Hedman and Jaszewski (1984) mentioned that:

"there  was a time when architecture take care of the urban  design requirements without the need of an urban design  overview.  There  was a built-in sensibility that ensured a reasonable degree   of  order and  harmony   within  the  built environment.   But that   state  of affairs   has  changed  that  architecture   now often (though not all the  time) contributes to the disorder and   disharmony".

The  above  implies that urban design has  really  become  a significant  discipline as its task includes overseeing  the general consistency and coherence of the built environment.

The  importance  of urban design was further  reiterated  by Smith (1974) who stated  that:

"All  the  right strategic decisions may be  made,  and  the planning theory used may be   impeccable,   but if   the   physical  consequences  do not add up to a satisfactory  and  vigorous (physical)  environment,   good decisions  are  of  no consequence".

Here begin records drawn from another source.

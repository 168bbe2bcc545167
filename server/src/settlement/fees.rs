//! Fee and tax split of a confirmed amount.
//!
//! Every figure is rounded to two decimal places right after the step that
//! produces it. Historical invoices were issued with this exact ordering, so
//! the figures must not be recomputed with a single rounding at the end.

use rust_decimal::{Decimal, RoundingStrategy};
use rust_decimal_macros::dec;
use serde::Serialize;
use thiserror::Error;

/// Percentages applied by the calculator.
#[derive(Debug, Clone, Copy, PartialEq, Eq)]
pub struct FeeRates {
    pub convenience_fee: Decimal,
    pub cgst: Decimal,
    pub sgst: Decimal,
    pub gst: Decimal,
    pub tds: Decimal,
    pub tcs: Decimal,
    pub commission: Decimal,
    pub tds_under_194h: Decimal,
}

impl FeeRates {
    pub const STANDARD: FeeRates = FeeRates {
        convenience_fee: dec!(5),
        cgst: dec!(9),
        sgst: dec!(9),
        gst: dec!(18),
        tds: dec!(0.1),
        tcs: dec!(0.5),
        commission: dec!(5),
        tds_under_194h: dec!(2),
    };

    /// Splits `amount`, which must lie within `0..=MAX_AMOUNT`.
    ///
    /// Stored amounts are `NUMERIC(12, 2)` and always fit; external input goes
    /// through [`check_amount`] first. Larger values overflow `Decimal`.
    pub fn breakdown(&self, amount: Decimal, is_tax_registered_vendor: bool) -> FeeBreakdown {
        let amount = round2(amount);

        let convenience_fee = percent_of(amount, self.convenience_fee);
        let cgst = percent_of(amount, self.cgst);
        let sgst = percent_of(amount, self.sgst);
        // GST on the buyer side is charged on amount plus convenience fee, unlike cgst/sgst above.
        let total_gst = percent_of(amount + convenience_fee, self.gst);
        let amount_with_tax = round2(amount + convenience_fee + total_gst);

        let tds = percent_of(amount, self.tds);
        let tcs = percent_of(amount, self.tcs);

        let amount_payable_to_vendor = if is_tax_registered_vendor {
            round2(amount + amount * self.gst / HUNDRED)
        } else {
            amount
        };
        let net_payable = round2(amount_payable_to_vendor - tds - tcs);

        let commission = percent_of(amount, self.commission);
        let gst_on_commission = percent_of(commission, self.cgst + self.sgst);
        let tds_under_194h = percent_of(commission, self.tds_under_194h);
        // Not rounded: payouts already issued were computed this way.
        let net_commission = commission + gst_on_commission - tds_under_194h;
        let tds_withhold = tds_under_194h;

        let net_payable_to_vendor = round2(net_payable - net_commission - tds_withhold);

        FeeBreakdown {
            amount,
            convenience_fee,
            cgst,
            sgst,
            total_gst,
            amount_with_tax,
            tds,
            tcs,
            amount_payable_to_vendor,
            net_payable,
            commission,
            gst_on_commission,
            tds_under_194h,
            net_commission,
            tds_withhold,
            net_payable_to_vendor,
        }
    }
}

impl Default for FeeRates {
    fn default() -> Self {
        Self::STANDARD
    }
}

/// Every monetary figure derived from one confirmed amount.
///
/// Recomputable byte for byte from `(amount, is_tax_registered_vendor)`.
#[derive(Debug, Clone, Copy, PartialEq, Eq, Serialize)]
#[serde(rename_all = "camelCase")]
pub struct FeeBreakdown {
    pub amount: Decimal,
    pub convenience_fee: Decimal,
    pub cgst: Decimal,
    pub sgst: Decimal,
    #[serde(rename = "totalGST")]
    pub total_gst: Decimal,
    pub amount_with_tax: Decimal,
    pub tds: Decimal,
    pub tcs: Decimal,
    pub amount_payable_to_vendor: Decimal,
    pub net_payable: Decimal,
    pub commission: Decimal,
    #[serde(rename = "GSTOnCommission")]
    pub gst_on_commission: Decimal,
    #[serde(rename = "tdsUnder194H")]
    pub tds_under_194h: Decimal,
    pub net_commission: Decimal,
    pub tds_withhold: Decimal,
    pub net_payable_to_vendor: Decimal,
}

/// Breakdown under the standard rate table.
pub fn compute_breakdown(amount: Decimal, is_tax_registered_vendor: bool) -> FeeBreakdown {
    FeeRates::STANDARD.breakdown(amount, is_tax_registered_vendor)
}

/// Largest amount a booking can carry, the ceiling of `NUMERIC(12, 2)`.
pub const MAX_AMOUNT: Decimal = dec!(9999999999.99);

#[derive(Debug, Clone, Copy, PartialEq, Eq, Error)]
pub enum AmountError {
    #[error("Amount must not be negative")]
    Negative,
    #[error("Amount must not exceed {}", MAX_AMOUNT)]
    TooLarge,
}

/// Rejects amounts the calculator cannot split.
pub fn check_amount(amount: Decimal) -> Result<Decimal, AmountError> {
    if amount < Decimal::ZERO {
        Err(AmountError::Negative)
    } else if amount > MAX_AMOUNT {
        Err(AmountError::TooLarge)
    } else {
        Ok(amount)
    }
}

const HUNDRED: Decimal = dec!(100);

fn percent_of(base: Decimal, rate: Decimal) -> Decimal {
    round2(base * rate / HUNDRED)
}

/// Half away from zero, always carrying exactly two decimal places.
fn round2(value: Decimal) -> Decimal {
    let mut rounded = value.round_dp_with_strategy(2, RoundingStrategy::MidpointAwayFromZero);
    rounded.rescale(2);
    rounded
}
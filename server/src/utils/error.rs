use axum::extract::rejection::{JsonRejection, QueryRejection};
use axum::http::StatusCode;
use axum::response::{IntoResponse, Response};
use thiserror::Error;
use tracing::{error, warn};

use crate::settlement::SettlementError;
use crate::utils::response::error as error_response;

#[derive(Debug, Error)]
pub enum AppError {
    #[error("Validation error: {0}")]
    ValidationError(String),

    #[error("Payment verification failed")]
    PaymentVerificationFailed,

    #[error("Resource not found: {0}")]
    NotFound(String),

    #[error("Conflict: {0}")]
    Conflict(String),

    #[error("Database error")]
    DatabaseError(#[from] sqlx::Error),

    #[error("Internal server error")]
    InternalServerError(String),
}

impl AppError {
    pub fn status_code(&self) -> StatusCode {
        match self {
            AppError::ValidationError(_) => StatusCode::BAD_REQUEST,
            AppError::PaymentVerificationFailed => StatusCode::BAD_REQUEST,
            AppError::NotFound(_) => StatusCode::NOT_FOUND,
            AppError::Conflict(_) => StatusCode::CONFLICT,
            AppError::DatabaseError(_) => StatusCode::INTERNAL_SERVER_ERROR,
            AppError::InternalServerError(_) => StatusCode::INTERNAL_SERVER_ERROR,
        }
    }

    pub fn code(&self) -> &'static str {
        match self {
            AppError::ValidationError(_) => "VALIDATION_ERROR",
            AppError::PaymentVerificationFailed => "PAYMENT_VERIFICATION_FAILED",
            AppError::NotFound(_) => "NOT_FOUND",
            AppError::Conflict(_) => "CONFLICT",
            AppError::DatabaseError(_) => "DATABASE_ERROR",
            AppError::InternalServerError(_) => "INTERNAL_SERVER_ERROR",
        }
    }

    fn log(&self) {
        match self {
            AppError::ValidationError(msg) | AppError::NotFound(msg) | AppError::Conflict(msg) => {
                warn!(code = self.code(), message = %msg, "Request rejected");
            }
            AppError::PaymentVerificationFailed => {
                warn!(code = self.code(), "Payment verification failed");
            }
            AppError::InternalServerError(msg) => {
                error!(error = ?self, message = %msg, "Application error");
            }
            AppError::DatabaseError(e) => {
                error!(error = ?e, "Database error");
            }
        }
    }

    fn public_message(&self) -> String {
        match self {
            AppError::ValidationError(msg) | AppError::NotFound(msg) | AppError::Conflict(msg) => {
                msg.clone()
            }
            AppError::PaymentVerificationFailed => "Payment verification failed".to_string(),
            AppError::DatabaseError(_) => "A database error occurred".to_string(),
            AppError::InternalServerError(_) => "An internal error occurred".to_string(),
        }
    }
}

impl From<SettlementError> for AppError {
    fn from(err: SettlementError) -> Self {
        match err {
            SettlementError::MalformedCallback(msg) => AppError::ValidationError(msg),
            SettlementError::VerificationFailed => AppError::PaymentVerificationFailed,
            SettlementError::BookingNotFound(order_ref) => {
                AppError::NotFound(format!("No booking found for order '{}'", order_ref))
            }
            err @ SettlementError::InvalidTransition { .. } => AppError::Conflict(err.to_string()),
            SettlementError::CapacityExceeded { .. } => {
                AppError::Conflict("The selected slot has no seats left".to_string())
            }
            err @ (SettlementError::BookingContextMissing(_)
            | SettlementError::LedgerEntryNotFound(_)
            | SettlementError::InvalidSeatDelta(_)) => AppError::InternalServerError(err.to_string()),
            SettlementError::Database(e) => AppError::DatabaseError(e),
        }
    }
}

impl From<JsonRejection> for AppError {
    fn from(rejection: JsonRejection) -> Self {
        AppError::ValidationError(rejection.body_text())
    }
}

impl From<QueryRejection> for AppError {
    fn from(rejection: QueryRejection) -> Self {
        AppError::ValidationError(rejection.body_text())
    }
}

impl IntoResponse for AppError {
    fn into_response(self) -> Response {
        let status = self.status_code();
        let code = self.code();

        // Log internal details
        self.log();

        // Do not expose internal details in the API response
        error_response(code, self.public_message(), None, status)
    }
}
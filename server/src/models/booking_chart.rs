use chrono::{DateTime, Utc};
use serde::{Deserialize, Serialize};
use sqlx::FromRow;
use uuid::Uuid;

use crate::settlement::SettlementError;

/// Seat counter of a single bookable slot of an event.
#[derive(Debug, Clone, Serialize, Deserialize, FromRow)]
#[serde(rename_all = "camelCase")]
pub struct BookingChartEntry {
    pub id: Uuid,
    pub event_id: Uuid,
    pub slot_start: DateTime<Utc>,
    pub slot_end: Option<DateTime<Utc>>,
    pub capacity: i32,
    pub booked_seats: i32,
    /// Subscription slots have no ceiling.
    pub is_subscription: bool,
    pub created_at: DateTime<Utc>,
    pub updated_at: DateTime<Utc>,
}

impl BookingChartEntry {
    /// Returns the committed count after adding `seat_delta`, or the reason it
    /// cannot be added. Does not mutate the entry.
    pub fn admit(&self, seat_delta: i32) -> Result<i32, SettlementError> {
        if seat_delta < 0 {
            return Err(SettlementError::InvalidSeatDelta(seat_delta));
        }

        let next = self
            .booked_seats
            .checked_add(seat_delta)
            .ok_or(SettlementError::InvalidSeatDelta(seat_delta))?;

        if !self.is_subscription && next > self.capacity {
            return Err(SettlementError::CapacityExceeded {
                entry_id: self.id,
                capacity: self.capacity,
                committed: self.booked_seats,
                requested: seat_delta,
            });
        }

        Ok(next)
    }
}
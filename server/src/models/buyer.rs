use chrono::{DateTime, Utc};
use serde::{Deserialize, Serialize};
use sqlx::FromRow;
use uuid::Uuid;

#[derive(Debug, Clone, Serialize, Deserialize, FromRow)]
pub struct Buyer {
    pub id: Uuid,
    pub name: String,
    pub email: String,
    pub phone: Option<String>,
    pub created_at: DateTime<Utc>,
    pub updated_at: DateTime<Utc>,
}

In addition to the above, Alexander (1987) also  highlighted the  role of urban design in achieving a sense of  wholeness in urban areas. He described old beautiful towns and  cities as  somehow "organic", and the idea of "organicness" is  not an analogy but a precise vision of a specific quality of  an urban area. According to Alexander (1987):

"Towns and cities can grow as a whole, under its own laws of wholeness... and we can feel this wholeness not only at  the largest  scale but in every detail, in restaurants,  in  the sidewalks,  in  the  houses, shops,   markets, roads,  parks, gardens and walls. Even in the balconies and ornaments".

Alexander  (1987) further noted that this quality no  longer exist in towns and cities built and being built at  present, because  neither  architecture, nor urban design,  nor  city planning take the creation of such a quality of wholeness as part of their task:

"City planning is too preoccupied with  the  implementation of ordinances, architecture is too much pre-occupied with  the   problems  of   individual buildings and urban  design  has  a sense of dilettantism: as if the problem could be solved  on a visual level, as an aesthetic matter".

After  bludgeoning the discipline of urban design with  his criticisms,  Alexander  (1987) changed tone  by  emphasizing that  among all existing disciplines related to urban  planning, urban design is the one which comes closest to accepting the responsibility of creating the city's wholeness.

Alongside the concept of "wholeness"  is what was  described by  Hedman and Jazewski (1984) as "coherence". According  to them:

"While  individual structure may be  attractive and visually appealing in themselves   (thanks  to   the   skills   of architects),  the cumulative effect be otherwise".

In  other  words,  no coherence and  satisfying  pattern  of development  is achieved. There is no synergy as  the  whole does  come out as greater than the summed-up  attractiveness of its parts. In short, no sense of place is attained. Urban design  could make the difference in this aspect because  it is the discipline which has the capability to see things  in a wider perspective.

It is in regard of the above points  that the role of  an urban  design  planner in the process of urban  planning  is deemed genuinely prominent.